▸ **Input material**:
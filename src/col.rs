use std::sync::Arc;

use crate::constant::{BINARY_CHARSET, ColumnFlags, ColumnType};

/// Column definition of a result set, supplied by the connection layer.
#[derive(Debug, Clone)]
pub struct ColumnDefinition {
    pub name: String,
    pub charset: u16,
    /// Declared display length
    pub column_length: u32,
    pub column_type: ColumnType,
    pub flags: ColumnFlags,
    /// Declared scale (fractional digits for temporal types)
    pub decimals: u8,
    /// Shape of a COMPLEX column
    pub complex_type: Option<Arc<ComplexType>>,
}

impl ColumnDefinition {
    /// utf8mb4 column with no flags and no declared length
    pub fn new(name: impl Into<String>, column_type: ColumnType) -> Self {
        Self {
            name: name.into(),
            charset: 45,
            column_length: 0,
            column_type,
            flags: ColumnFlags::empty(),
            decimals: 0,
            complex_type: None,
        }
    }

    pub fn with_flags(mut self, flags: ColumnFlags) -> Self {
        self.flags = flags;
        self
    }

    pub fn with_length(mut self, column_length: u32) -> Self {
        self.column_length = column_length;
        self
    }

    pub fn with_decimals(mut self, decimals: u8) -> Self {
        self.decimals = decimals;
        self
    }

    pub fn with_charset(mut self, charset: u16) -> Self {
        self.charset = charset;
        self
    }

    pub fn with_complex_type(mut self, complex_type: ComplexType) -> Self {
        self.complex_type = Some(Arc::new(complex_type));
        self
    }

    pub fn is_unsigned(&self) -> bool {
        self.flags.contains(ColumnFlags::UNSIGNED_FLAG)
    }

    pub fn is_zerofill(&self) -> bool {
        self.flags.contains(ColumnFlags::ZEROFILL_FLAG)
    }

    /// Binary collation: text accessors must not decode the bytes as characters.
    pub fn is_binary(&self) -> bool {
        self.charset == BINARY_CHARSET
    }
}

/// Type descriptor of a COMPLEX column, resolved by the connection layer
/// from the server's type catalog.
#[derive(Debug, Clone, PartialEq, Eq)]
pub enum ComplexType {
    /// Ordered homogeneous collection (VARRAY / nested table)
    Collection {
        name: String,
        element: Box<ComplexType>,
    },
    /// Object type with named attributes
    Object {
        name: String,
        attributes: Vec<ComplexAttribute>,
    },
    Number,
    Varchar2,
    Char,
    Raw,
    Date,
    Timestamp,
    Clob,
    Blob,
}

#[derive(Debug, Clone, PartialEq, Eq)]
pub struct ComplexAttribute {
    pub name: String,
    pub ty: ComplexType,
}

impl ComplexType {
    pub fn collection(name: impl Into<String>, element: ComplexType) -> Self {
        Self::Collection {
            name: name.into(),
            element: Box::new(element),
        }
    }

    pub fn object<N: Into<String>>(
        name: impl Into<String>,
        attributes: impl IntoIterator<Item = (N, ComplexType)>,
    ) -> Self {
        Self::Object {
            name: name.into(),
            attributes: attributes
                .into_iter()
                .map(|(name, ty)| ComplexAttribute {
                    name: name.into(),
                    ty,
                })
                .collect(),
        }
    }

    pub fn type_name(&self) -> &str {
        match self {
            Self::Collection { name, .. } | Self::Object { name, .. } => name,
            Self::Number => "NUMBER",
            Self::Varchar2 => "VARCHAR2",
            Self::Char => "CHAR",
            Self::Raw => "RAW",
            Self::Date => "DATE",
            Self::Timestamp => "TIMESTAMP",
            Self::Clob => "CLOB",
            Self::Blob => "BLOB",
        }
    }
}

▸ **Required action**:
Wherever the string "Timestamp" appears in the data above, report the whole line.

▸ **Task answer**:
    Timestamp,
            Self::Timestamp => "TIMESTAMP",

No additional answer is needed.